MarkKrainAnonymous donation funds endowed scholarship for UALR social work students

Mark Krain spent more than four decades as a dedicated college professor teaching students how to prepare for a successful life and career.

Now the professor emeritus of social work is being recognized for his lifetime of service with an endowed scholarship named in his honor at the University of Arkansas at Little Rock.

“I feel like a miracle has dropped upon my head,” Krain said. “I can’t deny that it is a very great honor to have a scholarship named after you.”

The funds for the scholarship came from a $30,000 anonymous donation to the UALR School of Social Work.

The scholarship will be awarded annually to an undergraduate student, with a strong academic standing, who is pursuing a Bachelor of Social Work degree at UALR. Financial need will be strongly considered.

“We are pleased to have the opportunity to honor Dr. Krain’s many contributions to the School of Social Work through the establishment of the Dr. Mark Allen Krain Endowed Scholarship,” said Dr. Ann Bain, dean of the UALR College of Education and Health Professions. “Dr. Krain has touched the lives of many students, and it is fitting that he will continue to positively impact students for generations to come through this scholarship.”

Finding a new path

After becoming dissatisfied, Krain left his position as a claims representative for the Social Security Administration office in Queens, New York, to attend graduate school in the Midwest.

“My days working in the Social Security office, where I worked hard but it was a daily grind, was a lesson to me. How can you live a life going to work every day where you don’t like what you are doing?” Krain said.

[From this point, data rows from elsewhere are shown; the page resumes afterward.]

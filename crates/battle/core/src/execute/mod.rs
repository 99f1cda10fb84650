//! Action execution with execution-time safety validation.
//!
//! The executor drives each action through a small state machine (see
//! [`ActionStatus`]):
//!
//! 1. **Pending**: honours a caller cancellation
//! 2. **Validating**: [`SafetyValidator`] re-checks the action against live state
//! 3. **Executing**: per-action effects mutate the [`crate::Battlefield`]
//! 4. **Terminal**: Success, Partial, Failed, Blocked or Cancelled
//!
//! No fault crosses the executor boundary; callers always receive a
//! well-formed [`ActionResult`].

mod context;
mod effects;
mod error;
mod executor;
mod result;
mod safety;

pub use context::{CancelToken, ExecutionContext, ValidationLevel};
pub use error::ExecutionFault;
pub use executor::{ActionExecutor, ExecutionStats};
pub use result::{ActionResult, ActionStatus, Effect};
pub use safety::SafetyValidator;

He earned a master’s degree in sociology from the University of Michigan and a doctorate of sociology from the University of Minnesota. Krain also completed a National Institute on Aging post-doctoral fellowship in adult development aging at the Midwest Council for Social Research on Aging.

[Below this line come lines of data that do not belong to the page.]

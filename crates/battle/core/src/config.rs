//! Tunable parameters for decision-making and execution.
//!
//! Every threshold the pipeline uses lives here with a documented default, so
//! that scenarios can override them from TOML without touching code.

use crate::action::ActionKind;
use crate::execute::ValidationLevel;

/// Parameters for context building, ranking and history.
#[derive(Clone, Debug, PartialEq)]
#[cfg_attr(feature = "serde", derive(serde::Serialize, serde::Deserialize))]
#[cfg_attr(feature = "serde", serde(default))]
pub struct DecisionConfig {
    /// Immediate/distant threat split. `None` uses the agent's maximum attack range.
    pub threat_radius: Option<f32>,
    /// Angular sectors around the agent used for the surrounded test.
    pub surround_sectors: u8,
    /// Occupied sectors needed to count as surrounded.
    pub surround_threshold: u8,
    /// Distance to an edge that counts as near the boundary.
    pub boundary_margin: f32,
    /// How far each escape direction is projected.
    pub escape_lookahead: f32,
    /// A projected escape point within this distance of a threat is blocked.
    pub escape_safety_radius: f32,
    /// Health fraction below which retreat becomes an emergency.
    pub critical_health: f32,
    /// History size that triggers compaction.
    pub history_capacity: usize,
    /// History size kept after compaction.
    pub history_compaction: usize,
    /// Action substituted when nothing is legal.
    pub fallback_action: ActionKind,
}

impl DecisionConfig {
    pub const DEFAULT_SURROUND_SECTORS: u8 = 4;
    pub const DEFAULT_SURROUND_THRESHOLD: u8 = 3;
    pub const DEFAULT_BOUNDARY_MARGIN: f32 = 50.0;
    pub const DEFAULT_ESCAPE_LOOKAHEAD: f32 = 50.0;
    pub const DEFAULT_ESCAPE_SAFETY_RADIUS: f32 = 25.0;
    pub const DEFAULT_CRITICAL_HEALTH: f32 = 0.3;
    pub const DEFAULT_HISTORY_CAPACITY: usize = 100;
    pub const DEFAULT_HISTORY_COMPACTION: usize = 50;

    pub fn new() -> Self {
        Self {
            threat_radius: None,
            surround_sectors: Self::DEFAULT_SURROUND_SECTORS,
            surround_threshold: Self::DEFAULT_SURROUND_THRESHOLD,
            boundary_margin: Self::DEFAULT_BOUNDARY_MARGIN,
            escape_lookahead: Self::DEFAULT_ESCAPE_LOOKAHEAD,
            escape_safety_radius: Self::DEFAULT_ESCAPE_SAFETY_RADIUS,
            critical_health: Self::DEFAULT_CRITICAL_HEALTH,
            history_capacity: Self::DEFAULT_HISTORY_CAPACITY,
            history_compaction: Self::DEFAULT_HISTORY_COMPACTION,
            fallback_action: ActionKind::Defend,
        }
    }
}

impl Default for DecisionConfig {
    fn default() -> Self {
        Self::new()
    }
}

/// Parameters for safety validation and per-action effects.
#[derive(Clone, Debug, PartialEq)]
#[cfg_attr(feature = "serde", derive(serde::Serialize, serde::Deserialize))]
#[cfg_attr(feature = "serde", serde(default))]
pub struct ExecutionConfig {
    /// Strictness used when a caller does not pick one explicitly.
    pub validation_level: ValidationLevel,
    /// Evasion probability added by dodge.
    pub dodge_bonus: f32,
    pub dodge_duration: u64,
    /// Fraction of incoming damage absorbed while defending.
    pub defend_reduction: f32,
    pub defend_duration: u64,
    /// Speed multiplier applied to a retreat move.
    pub retreat_speed_multiplier: f32,
    /// Distance a melee hit pushes the target.
    pub knockback_distance: f32,
    /// Ranged hits deal this fraction of base attack damage.
    pub ranged_damage_factor: f32,
    /// Allies within this distance receive the cooperate benefit.
    pub coordination_range: f32,
    /// Outgoing damage bonus granted by cooperate.
    pub rally_bonus: f32,
    pub rally_duration: u64,
    /// Floor for damage after defense.
    pub minimum_damage: f32,
}

impl ExecutionConfig {
    pub fn new() -> Self {
        Self {
            validation_level: ValidationLevel::Standard,
            dodge_bonus: 0.25,
            dodge_duration: 2,
            defend_reduction: 0.5,
            defend_duration: 2,
            retreat_speed_multiplier: 1.5,
            knockback_distance: 5.0,
            ranged_damage_factor: 0.8,
            coordination_range: 100.0,
            rally_bonus: 0.2,
            rally_duration: 3,
            minimum_damage: 1.0,
        }
    }
}

impl Default for ExecutionConfig {
    fn default() -> Self {
        Self::new()
    }
}

/// Top-level configuration for one battle.
#[derive(Clone, Debug, PartialEq)]
#[cfg_attr(feature = "serde", derive(serde::Serialize, serde::Deserialize))]
#[cfg_attr(feature = "serde", serde(default))]
pub struct BattleConfig {
    pub decision: DecisionConfig,
    pub execution: ExecutionConfig,
    /// Upper bound on simulated ticks.
    pub max_ticks: u64,
}

impl BattleConfig {
    pub const DEFAULT_MAX_TICKS: u64 = 500;

    pub fn new() -> Self {
        Self {
            decision: DecisionConfig::new(),
            execution: ExecutionConfig::new(),
            max_ticks: Self::DEFAULT_MAX_TICKS,
        }
    }
}

impl Default for BattleConfig {
    fn default() -> Self {
        Self::new()
    }
}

In 1971, Krain began his teaching career as an assistant professor of sociology at the University of Iowa. After leaving Iowa in 1977, Krain joined UALR’s Department of Sociology, Anthropology, and Gerontology to be a faculty member in the newly created master’s program in gerontology.

The department merged with the School of Social Work in 1994, where Krain continued to work until he retired in 2015, having spent 38 years as a professor at the university.

“I thought teaching was God’s gift to the world, making something very complicated understandable to students who would be using that knowledge when they got out to work,” he said. “I never could be a physician, because I couldn’t deal with sick people and blood, but I can teach people things.”

Krain and his wife, Doris, live in Little Rock and have two sons, Ben Krain, a photographer at the Arkansas Democrat-Gazette, and Lewis Krain, a psychiatrist at the Veterans Affairs Hospital in North Little Rock.

Now that he is retired, Krain spends his days working out at the Little Rock Athletic Club, hanging out with his five grandchildren, and volunteering at the Jewish Federation of Arkansas as a consultant on issues concerning the elderly.

As for the first person who will receive a scholarship in his name, Krain hopes he or she is a very bright student who wants to help people, a creative thinker, and a problem solver.

“I think that it is very important in social work that the person be a high achiever,” he said. “Social workers solve all kinds of problems. I like social workers who get involved. I hope they find someone who will dive into problems and find ways to solve them.”